Raw data —
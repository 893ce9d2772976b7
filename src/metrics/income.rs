use super::config::MetricsConfig;
use super::series::{count_sources, frequency_of, group_by_source, MonthlySeries, Window};
use super::{MetricMap, MetricValue};

pub fn calculate(window: &Window, config: &MetricsConfig, out: &mut MetricMap) {
    let salary = MonthlySeries::from_txns(window.credits_in(&config.salary_codes));
    let all_income = MonthlySeries::from_txns(window.credits_in(&config.all_income_codes));
    let other_income = MonthlySeries::from_txns(
        window
            .credits_in(&config.all_income_codes)
            .filter(|c| !config.salary_codes.contains(&c.decision.code)),
    );
    let debits = MonthlySeries::from_txns(window.debits());

    let salary_mean = MetricValue::money(salary.mean());
    let salary_median = MetricValue::money(salary.median());
    let salary_stable = MetricValue::months(salary.stable_months(config.stability_threshold));

    out.insert("ME001", MetricValue::count(count_sources(window.credits_in(&config.salary_codes))));
    out.insert("ME002", salary_mean.clone());
    out.insert("ME003", salary_stable.clone());
    out.insert("ME004", MetricValue::money(other_income.mean()));
    out.insert("ME033", salary_mean);
    out.insert("ME035", salary_stable);
    out.insert("ME036", salary_median.clone());
    out.insert("ME037", salary_median);
    out.insert("ME040", MetricValue::money(all_income.mean()));
    out.insert("ME041", MetricValue::money(debits.mean()));

    let recent = window.credits().filter(|c| c.txn.date >= window.recent_start);
    out.insert("ME042", MetricValue::count(count_sources(recent)));

    let ongoing = group_by_source(window.credits())
        .values()
        .filter(|group| frequency_of(group, config).is_some())
        .count();
    out.insert("ME043", MetricValue::count(ongoing));
    out.insert(
        "ME045",
        MetricValue::months(all_income.secure_months(config.stability_threshold)),
    );
}

// ---------------------------------------------------------------------------
// Government services
// ---------------------------------------------------------------------------

pub fn calculate_government(window: &Window, config: &MetricsConfig, out: &mut MetricMap) {
    let gov = &config.government;
    let monthly_mean = |code: &str| {
        MonthlySeries::from_txns(window.credits().filter(|c| c.decision.code == code)).mean()
    };
    out.insert("ME005", MetricValue::money(monthly_mean(&gov.youth_allowance)));
    out.insert("ME006", MetricValue::money(monthly_mean(&gov.rental_assistance)));
    out.insert(
        "ME007",
        MetricValue::money(MonthlySeries::from_txns(window.credits_in(&gov.other_benefits)).mean()),
    );
}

Description of the task —
Return the lines beginning at the one that contains "c.decision.code == code)).mean()" and continuing through the last line of the data, exactly as they stand and without any others.

Solution for this task —
        MonthlySeries::from_txns(window.credits().filter(|c| c.decision.code == code)).mean()
    };
    out.insert("ME005", MetricValue::money(monthly_mean(&gov.youth_allowance)));
    out.insert("ME006", MetricValue::money(monthly_mean(&gov.rental_assistance)));
    out.insert(
        "ME007",
        MetricValue::money(MonthlySeries::from_txns(window.credits_in(&gov.other_benefits)).mean()),
    );
}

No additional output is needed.